Who’s Zoomin’ Who
It’s usually the case in Washington that with new prominence comes new scrutiny, and America’s massive sudden shift to telework is no exception. Our new work habits have taken Zoom from a relatively obscure videoconferencing platform to a seemingly indispensable part of daily work and life. But the company’s meteoric rise – Zoom announced Wednesday it had 200 million daily active users in March, compared to just 10 million last December – has also drawn a close eye from policymakers concerned about the platform’s privacy and security protocols. Both Sen. Richard Blumenthal (D-Conn.) and New York Attorney General Leticia James have sent missives to the company this week seeking more information about privacy practices. They cited reports that up until last week the company sent data about users to Facebook – even if those users didn’t have a Facebook account. In response, Zoom said Thursday that it was halting development on new product features and directing all of its engineers shore up the platform’s security and safety systems. “We recognize that we have fallen short of the community’s – and our own – privacy and security expectations,” Zoom CEO Eric Yuan said in a blog post Thursday.
Could COVID-19 Result In A Global Health Marshall Plan?

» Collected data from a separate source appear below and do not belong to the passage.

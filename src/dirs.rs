//! Directory resolution abstraction for platform-specific paths.
//!
//! The wrapper only needs the user's home directory, but looking it up goes
//! through a trait so tests can substitute a temporary directory.

use std::path::PathBuf;

/// Provides the platform directories the wrapper depends on.
pub trait BaseDirs {
    /// Returns the current user's home directory, if one can be determined.
    fn home_dir(&self) -> Option<PathBuf>;
}

/// [`BaseDirs`] backed by `directories-next`.
#[derive(Debug, Clone, Copy, Default)]
pub struct SystemBaseDirs;

impl BaseDirs for SystemBaseDirs {
    fn home_dir(&self) -> Option<PathBuf> {
        directories_next::BaseDirs::new().map(|dirs| dirs.home_dir().to_path_buf())
    }
}
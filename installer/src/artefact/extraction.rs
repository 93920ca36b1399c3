//! Archive extraction for downloaded distributions.
//!
//! Supports `.zip`, `.tar.gz`/`.tgz`, and `.tar.zst` archives, chosen by
//! file extension. Every entry path is validated before anything is written
//! to guard against zip-slip style path traversal.

use std::fs::{self, File};
use std::io::{self, BufReader, Read};
use std::path::{Component, Path, PathBuf};

/// Trait for extracting distribution archives, enabling test mocking.
///
/// # Examples
///
/// ```
/// use antw_installer::artefact::extraction::DefaultExtractor;
///
/// let extractor = DefaultExtractor;
/// // Use extractor.extract(archive_path, dest_dir) in production
/// ```
#[cfg_attr(test, mockall::automock)]
pub trait ArchiveExtractor {
    /// Extract the archive at `archive_path` into `dest_dir`.
    ///
    /// Missing directories, including `dest_dir` itself, are created.
    ///
    /// # Errors
    ///
    /// Returns [`ExtractionError::UnsupportedFormat`] for an unknown
    /// extension, [`ExtractionError::PathTraversal`] if any entry attempts
    /// to escape the destination, and [`ExtractionError::Io`] or
    /// [`ExtractionError::Zip`] when reading or writing fails.
    fn extract(&self, archive_path: &Path, dest_dir: &Path) -> Result<(), ExtractionError>;
}

/// Errors arising from archive extraction.
#[derive(Debug, thiserror::Error)]
pub enum ExtractionError {
    /// I/O error during extraction.
    #[error(transparent)]
    Io(#[from] io::Error),

    /// A path in the archive attempts to traverse outside the destination.
    #[error("path traversal detected: {path}")]
    PathTraversal {
        /// The offending path from the archive entry.
        path: String,
    },

    /// The archive extension is not one the extractor understands.
    #[error("unsupported archive format: {}", .path.display())]
    UnsupportedFormat {
        /// The archive that could not be classified.
        path: PathBuf,
    },

    /// The zip container is malformed.
    #[error(transparent)]
    Zip(#[from] zip::result::ZipError),
}

/// Archive container formats, detected from the file name.
#[derive(Debug, Clone, Copy, PartialEq, Eq)]
pub enum ArchiveFormat {
    /// A zip archive.
    Zip,
    /// A gzip-compressed tarball.
    TarGz,
    /// A zstd-compressed tarball.
    TarZst,
}

impl ArchiveFormat {
    /// Detect the format from the archive's file name, ignoring case.
    ///
    /// # Examples
    ///
    /// ```
    /// use antw_installer::artefact::extraction::ArchiveFormat;
    /// use std::path::Path;
    ///
    /// assert_eq!(
    ///     ArchiveFormat::from_path(Path::new("apache-ant-1.10.14-bin.tar.gz")),
    ///     Some(ArchiveFormat::TarGz)
    /// );
    /// assert_eq!(ArchiveFormat::from_path(Path::new("tool.rar")), None);
    /// ```
    #[must_use]
    pub fn from_path(path: &Path) -> Option<Self> {
        let name = path.file_name()?.to_string_lossy().to_ascii_lowercase();
        if name.ends_with(".zip") {
            Some(Self::Zip)
        } else if name.ends_with(".tar.gz") || name.ends_with(".tgz") {
            Some(Self::TarGz)
        } else if name.ends_with(".tar.zst") {
            Some(Self::TarZst)
        } else {
            None
        }
    }
}

/// Default extractor using the `zip`, `tar`, `flate2`, and `zstd` crates.
///
/// Validates each entry path before extraction to guard against
/// path traversal attacks (zip-slip).
#[derive(Debug, Clone, Copy, Default)]
pub struct DefaultExtractor;

impl ArchiveExtractor for DefaultExtractor {
    fn extract(&self, archive_path: &Path, dest_dir: &Path) -> Result<(), ExtractionError> {
        let format = ArchiveFormat::from_path(archive_path).ok_or_else(|| {
            ExtractionError::UnsupportedFormat {
                path: archive_path.to_path_buf(),
            }
        })?;
        fs::create_dir_all(dest_dir)?;
        let file = BufReader::new(File::open(archive_path)?);

        match format {
            ArchiveFormat::Zip => extract_zip(file, dest_dir),
            ArchiveFormat::TarGz => extract_tar(flate2::read::GzDecoder::new(file), dest_dir),
            ArchiveFormat::TarZst => extract_tar(zstd::Decoder::new(file)?, dest_dir),
        }
    }
}

fn extract_zip<R: Read + io::Seek>(reader: R, dest_dir: &Path) -> Result<(), ExtractionError> {
    let mut archive = zip::ZipArchive::new(reader)?;

    for index in 0..archive.len() {
        let mut entry = archive.by_index(index)?;
        let entry_path = PathBuf::from(entry.name());
        validate_entry_path(&entry_path)?;
        let dest_path = dest_dir.join(&entry_path);

        if entry.is_dir() {
            fs::create_dir_all(&dest_path)?;
            continue;
        }
        if let Some(parent) = dest_path.parent() {
            fs::create_dir_all(parent)?;
        }
        let mut output = File::create(&dest_path)?;
        io::copy(&mut entry, &mut output)?;

        #[cfg(unix)]
        {
            use std::os::unix::fs::PermissionsExt;
            if let Some(mode) = entry.unix_mode() {
                fs::set_permissions(&dest_path, fs::Permissions::from_mode(mode & 0o7777))?;
            }
        }
    }
    Ok(())
}

fn extract_tar<R: Read>(reader: R, dest_dir: &Path) -> Result<(), ExtractionError> {
    let mut archive = tar::Archive::new(reader);

    for entry_result in archive.entries()? {
        let mut entry = entry_result?;
        let entry_path = entry.path()?.into_owned();

        validate_entry_path(&entry_path)?;
        validate_link_target(&entry, &entry_path)?;

        // `unpack_in` also refuses to write through links already on disk.
        if !entry.unpack_in(dest_dir)? {
            return Err(ExtractionError::PathTraversal {
                path: entry_path.display().to_string(),
            });
        }
    }
    Ok(())
}

/// Reject link entries whose target resolves outside the destination.
///
/// Symlink targets are relative to the link's own directory; hard link
/// targets are relative to the archive root.
fn validate_link_target<R: Read>(
    entry: &tar::Entry<'_, R>,
    entry_path: &Path,
) -> Result<(), ExtractionError> {
    let kind = entry.header().entry_type();
    if !kind.is_symlink() && !kind.is_hard_link() {
        return Ok(());
    }
    let Some(target) = entry.link_name()? else {
        return Ok(());
    };
    let base = if kind.is_symlink() {
        entry_path.parent().unwrap_or_else(|| Path::new(""))
    } else {
        Path::new("")
    };
    if escapes_root(&base.join(&target)) {
        return Err(ExtractionError::PathTraversal {
            path: format!("{} -> {}", entry_path.display(), target.display()),
        });
    }
    Ok(())
}

/// Reports whether `path`, read relative to the destination, leaves it.
fn escapes_root(path: &Path) -> bool {
    let mut depth = 0_usize;
    for component in path.components() {
        match component {
            Component::Normal(_) => depth += 1,
            Component::CurDir => {}
            Component::ParentDir => match depth.checked_sub(1) {
                Some(parent) => depth = parent,
                None => return true,
            },
            Component::RootDir | Component::Prefix(_) => return true,
        }
    }
    false
}

/// Validate that an entry path does not escape the destination
/// directory via `..` components or absolute paths.
fn validate_entry_path(path: &Path) -> Result<(), ExtractionError> {
    let escapes = path.is_absolute()
        || path
            .components()
            .any(|c| matches!(c, Component::ParentDir | Component::Prefix(_) | Component::RootDir));
    if escapes {
        return Err(ExtractionError::PathTraversal {
            path: path.display().to_string(),
        });
    }
    Ok(())
}
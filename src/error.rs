//! Typed errors for fetch orchestration
//!
//! Every failure in the engine is a [`CrawlError`] carrying a closed set of
//! kinds and a retryability flag fixed at construction. The retry coordinator
//! branches only on that flag, so classification happens exactly once, at the
//! point where the failure is first observed.

use std::collections::BTreeMap;
use std::fmt;
use thiserror::Error;

/// The closed set of error kinds the engine distinguishes
#[derive(Debug, Clone, Copy, PartialEq, Eq, Hash)]
pub enum ErrorKind {
    /// Transport-level or non-success HTTP failure
    Network,
    /// HTTP 429, optionally carrying a retry-after hint
    RateLimit,
    /// Malformed markup; retrying will not fix the input
    Parse,
    /// Caller supplied bad input (invalid URL, bad header name, ...)
    Validation,
    /// A failure that occurred inside pipeline execution
    Pipeline,
    /// Concurrency-gate or queue failure
    Queue,
    /// Fallback for failures that fit no specialized kind
    Generic,
}

impl ErrorKind {
    /// The retryability fixed by this kind.
    ///
    /// Network and RateLimit failures are transient by definition. Parse and
    /// Validation failures are never retryable. Pipeline and Queue default to
    /// retryable but may be overridden; Generic defaults to non-retryable so
    /// unknown failures never loop.
    pub fn default_retryable(self) -> bool {
        match self {
            ErrorKind::Network | ErrorKind::RateLimit => true,
            ErrorKind::Parse | ErrorKind::Validation => false,
            ErrorKind::Pipeline | ErrorKind::Queue => true,
            ErrorKind::Generic => false,
        }
    }

    /// Whether the retryability of this kind may be overridden after
    /// construction
    fn overridable(self) -> bool {
        matches!(
            self,
            ErrorKind::Pipeline | ErrorKind::Queue | ErrorKind::Generic
        )
    }
}

impl fmt::Display for ErrorKind {
    fn fmt(&self, f: &mut fmt::Formatter<'_>) -> fmt::Result {
        let name = match self {
            ErrorKind::Network => "network",
            ErrorKind::RateLimit => "rate-limit",
            ErrorKind::Parse => "parse",
            ErrorKind::Validation => "validation",
            ErrorKind::Pipeline => "pipeline",
            ErrorKind::Queue => "queue",
            ErrorKind::Generic => "generic",
        };
        f.write_str(name)
    }
}

/// A classified failure
///
/// `retryable` is fixed by [`ErrorKind`] at construction; only the kinds that
/// allow it can be overridden via [`CrawlError::with_retryable`].
#[derive(Debug, Error)]
#[error("{kind} error: {message}")]
pub struct CrawlError {
    pub kind: ErrorKind,
    pub message: String,
    pub url: Option<String>,
    pub status_code: Option<u16>,
    /// Server-provided retry hint in seconds (RateLimit only)
    pub retry_after: Option<u64>,
    pub retryable: bool,
    pub metadata: BTreeMap<String, serde_json::Value>,
    #[source]
    pub source: Option<Box<dyn std::error::Error + Send + Sync>>,
}

impl CrawlError {
    /// Classifies a failure, fixing retryability from the kind
    pub fn new(kind: ErrorKind, message: impl Into<String>) -> Self {
        Self {
            kind,
            message: message.into(),
            url: None,
            status_code: None,
            retry_after: None,
            retryable: kind.default_retryable(),
            metadata: BTreeMap::new(),
            source: None,
        }
    }

    pub fn with_url(mut self, url: impl Into<String>) -> Self {
        self.url = Some(url.into());
        self
    }

    pub fn with_status(mut self, status: u16) -> Self {
        self.status_code = Some(status);
        self
    }

    pub fn with_retry_after(mut self, seconds: u64) -> Self {
        self.retry_after = Some(seconds);
        self
    }

    pub fn with_metadata(mut self, key: impl Into<String>, value: serde_json::Value) -> Self {
        self.metadata.insert(key.into(), value);
        self
    }

    /// Overrides the retryability flag, ignored for kinds whose flag is
    /// fixed (Network, RateLimit, Parse, Validation)
    pub fn with_retryable(mut self, retryable: bool) -> Self {
        if self.kind.overridable() {
            self.retryable = retryable;
        }
        self
    }

    pub fn with_source(
        mut self,
        source: impl std::error::Error + Send + Sync + 'static,
    ) -> Self {
        self.source = Some(Box::new(source));
        self
    }

    /// Classifies a raw transport failure from the HTTP client.
    ///
    /// Timeouts, refused connections, and mid-body failures are transient
    /// Network errors; anything else (builder misuse, decode failures) falls
    /// back to a non-retryable Generic error with the cause preserved.
    pub fn from_transport(url: &str, err: reqwest::Error) -> Self {
        let transient =
            err.is_timeout() || err.is_connect() || err.is_request() || err.is_body();
        if transient {
            CrawlError::new(ErrorKind::Network, format!("request to {} failed: {}", url, err))
                .with_url(url)
                .with_source(err)
        } else {
            CrawlError::new(ErrorKind::Generic, format!("request to {} failed: {}", url, err))
                .with_url(url)
                .with_source(err)
        }
    }
}

/// Returns the error's own retryability flag.
///
/// Exists so callers holding a `CrawlError` behind a reference can branch
/// without pattern matching; raw transport failures are classified into
/// `CrawlError` before they ever reach a retry decision.
pub fn is_retryable(err: &CrawlError) -> bool {
    err.retryable
}

/// Configuration-specific errors
#[derive(Debug, Error)]
pub enum ConfigError {
    #[error("Failed to read config file: {0}")]
    Io(#[from] std::io::Error),

    #[error("Failed to parse TOML: {0}")]
    Parse(#[from] toml::de::Error),

    #[error("Validation error: {0}")]
    Validation(String),
}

Foreign aid has always been an easy political target and fairly unpopular with Americans, but COVID-19 could be a seismic game-changer for the public’s perception of the merits for spending on health programs overseas. The outbreak has the potential to make infectious disease and pandemics rank as a transnational threat on par at the very least with terrorism and “great power” competition with China and Russia. That could fuel a surge in global health spending, in much the same way 9/11 spurred greater funding for global programs focused on extreme poverty and other perceived “root causes” of extremism and terrorist recruitment. Bipartisan support for massive foreign aid also saw a boost after World War II amid fear of “communism on the march” and the “domino effect” of the Soviet Union and Marxist-Leninism, with funds to Europe and Asia through the Marshall Plan and Bretton Woods. In a similar way, the fear of another pandemic has the potential to provide the bipartisan will for the creation of a transformative global health Marshall Plan.

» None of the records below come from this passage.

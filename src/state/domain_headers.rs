//! Per-domain header composition and user-agent rotation
//!
//! Each domain owns an entry holding its persistent header overrides, its
//! time-limited custom overrides, and its user-agent rotation index. All
//! reads and mutations for one domain go through that entry's async mutex,
//! so two concurrent requests to the same domain can never observe a
//! half-applied override or double-advance the rotation. Entries are created
//! lazily on first use; the map itself sits behind a plain mutex that is
//! never held across an await.

use crate::config::HeadersConfig;
use std::collections::{BTreeMap, HashMap};
use std::sync::Arc;
use std::time::Duration;
use tokio::sync::Mutex;

const USER_AGENT_KEY: &str = "user-agent";

#[derive(Debug, Default)]
struct DomainEntry {
    /// Persistent per-domain overrides
    domain_headers: BTreeMap<String, String>,
    /// Time-limited per-domain overrides
    custom_headers: BTreeMap<String, String>,
    /// Bumped on every custom-header mutation; a scheduled expiry only
    /// fires if no newer mutation has replaced the override it belongs to
    custom_epoch: u64,
    /// Round-robin position into the configured user-agent list
    agent_index: usize,
}

/// Composes request headers per domain and serializes their mutation
pub struct HeaderStore {
    defaults: BTreeMap<String, String>,
    user_agents: Vec<String>,
    entries: std::sync::Mutex<HashMap<String, Arc<Mutex<DomainEntry>>>>,
}

impl HeaderStore {
    pub fn new(config: &HeadersConfig) -> Self {
        Self {
            defaults: config.default_headers.clone(),
            user_agents: config.user_agents.clone(),
            entries: std::sync::Mutex::new(HashMap::new()),
        }
    }

    fn entry(&self, domain: &str) -> Arc<Mutex<DomainEntry>> {
        let mut entries = self.entries.lock().unwrap();
        entries
            .entry(domain.to_string())
            .or_insert_with(|| Arc::new(Mutex::new(DomainEntry::default())))
            .clone()
    }

    /// Composes the effective headers for a request to `domain`.
    ///
    /// Precedence, later wins: defaults, then the domain's persistent
    /// overrides, then its custom overrides. When user-agents are
    /// configured, the next agent in the domain's independent round-robin
    /// rotation is substituted under `user-agent`.
    pub async fn headers_for(&self, domain: &str) -> BTreeMap<String, String> {
        let entry = self.entry(domain);
        let mut entry = entry.lock().await;

        let mut headers = self.defaults.clone();
        headers.extend(entry.domain_headers.clone());
        headers.extend(entry.custom_headers.clone());

        if !self.user_agents.is_empty() {
            let agent = self.user_agents[entry.agent_index % self.user_agents.len()].clone();
            entry.agent_index = (entry.agent_index + 1) % self.user_agents.len();
            headers.insert(USER_AGENT_KEY.to_string(), agent);
        }

        headers
    }

    /// Replaces the domain's persistent header overrides
    pub async fn set_domain_headers(&self, domain: &str, headers: BTreeMap<String, String>) {
        let entry = self.entry(domain);
        entry.lock().await.domain_headers = headers;
    }

    /// Clears the domain's persistent header overrides
    pub async fn remove_domain_headers(&self, domain: &str) {
        let entry = self.entry(domain);
        entry.lock().await.domain_headers.clear();
    }

    /// Sets time-limited overrides for the domain.
    ///
    /// With a `ttl`, a countdown is scheduled that deletes the override once
    /// the ttl elapses, unless a newer custom-header mutation has replaced
    /// it in the meantime. The countdown is best-effort timing, not an
    /// exact deadline.
    pub async fn set_custom_headers(
        &self,
        domain: &str,
        headers: BTreeMap<String, String>,
        ttl: Option<Duration>,
    ) {
        let entry = self.entry(domain);
        let epoch = {
            let mut entry = entry.lock().await;
            entry.custom_headers = headers;
            entry.custom_epoch += 1;
            entry.custom_epoch
        };

        if let Some(ttl) = ttl {
            let entry = entry.clone();
            let domain = domain.to_string();
            tokio::spawn(async move {
                tokio::time::sleep(ttl).await;
                let mut entry = entry.lock().await;
                if entry.custom_epoch == epoch {
                    entry.custom_headers.clear();
                    tracing::debug!(domain = %domain, "custom headers expired");
                }
            });
        }
    }

    /// Clears all per-domain state unconditionally
    pub fn reset(&self) {
        self.entries.lock().unwrap().clear();
    }

    /// Number of domains with live state
    pub fn domain_count(&self) -> usize {
        self.entries.lock().unwrap().len()
    }
}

How $454 Billion in Loans Translates into Trillions
As part of the recently passed coronavirus relief package, Congress approved nearly half a trillion dollars for loans and investments to businesses, states and municipalities. These investments could include small business lending, purchasing municipal debt and increasing liquidity in key markets. Policymakers believe the initial $454 billion will translate into $4 trillion in lending. That’s because while Treasury will oversee the program, the Federal Reserve will create the lending facilities for loan and investment support, and the Fed can leverage funding on more than a dollar-for-dollar basis. That means a $10 billion funding guarantee from Treasury can yield $100 billion in lending from the Fed. The program is still being set up, and Fed watchers are hopeful it can be launched soon to help inject more money into the economy. any are wondering whether the Fed allows companies with a currently strong balance sheet get access to capital, such as big retailers. Many large U.S. companies may be not meet the Fed’s lending standards as narrowly defined, so they will need to get creative to provide support to important companies and sectors.
Most Americans Adapting to New Normal
A new Axios/Ipsos index tracking poll measuring the emotional well-being of Americans who are self-quarantining shows they are adjusting to these unprecedented challenges. The research finds 53% of Americans report they are quarantining. Slightly fewer of those Americans report worsening mental health compared to last week (30% vs 35% last week). That suggests they may have moved past the initial shock of the virus’ impact on their daily life and are adjusting to a new normal. The number who report decreasing emotional well-being has also dipped since last week (37% from 43%). Meanwhile, a Politico poll reveals the initial approval bump the Trump administration received at the onset of the coronavirus outbreak has flattened as the virus’ effects have spread. Almost half (47%) of voters feel the administration is not doing enough in response to the outbreak, versus the 40% who feel the administration has been responding appropriately. Americans are expressing more confidence in local leaders: Almost two-thirds of voters (63%) say their state’s governor has done an excellent or good job handling the crisis. We’re still several months out from the election, but if these trends continue, they could have an impact at the ballot box.
Small Businesses Are the Big Idea
COVID-19 is no exception to partisanship. When members of Congress tweet about the virus, they’ve been largely focused on the action (or inaction) of the federal government, as well as the impact on small businesses. Democratic conversation has been driven largely by Rep. Maxine Waters (D-CA) and her criticism of President Trump, while Republicans have aimed fire specifically at Speaker Pelosi (D-CA). One faint glimpse of bipartisanship? Both parties seem united on wanting to help small businesses. For example, multiple members from both parties shared this tweet from the U.S. Small Business Administration on guidance and loan resources. Could this hint to what might be in store in the next stimulus bill? We’ll be watching.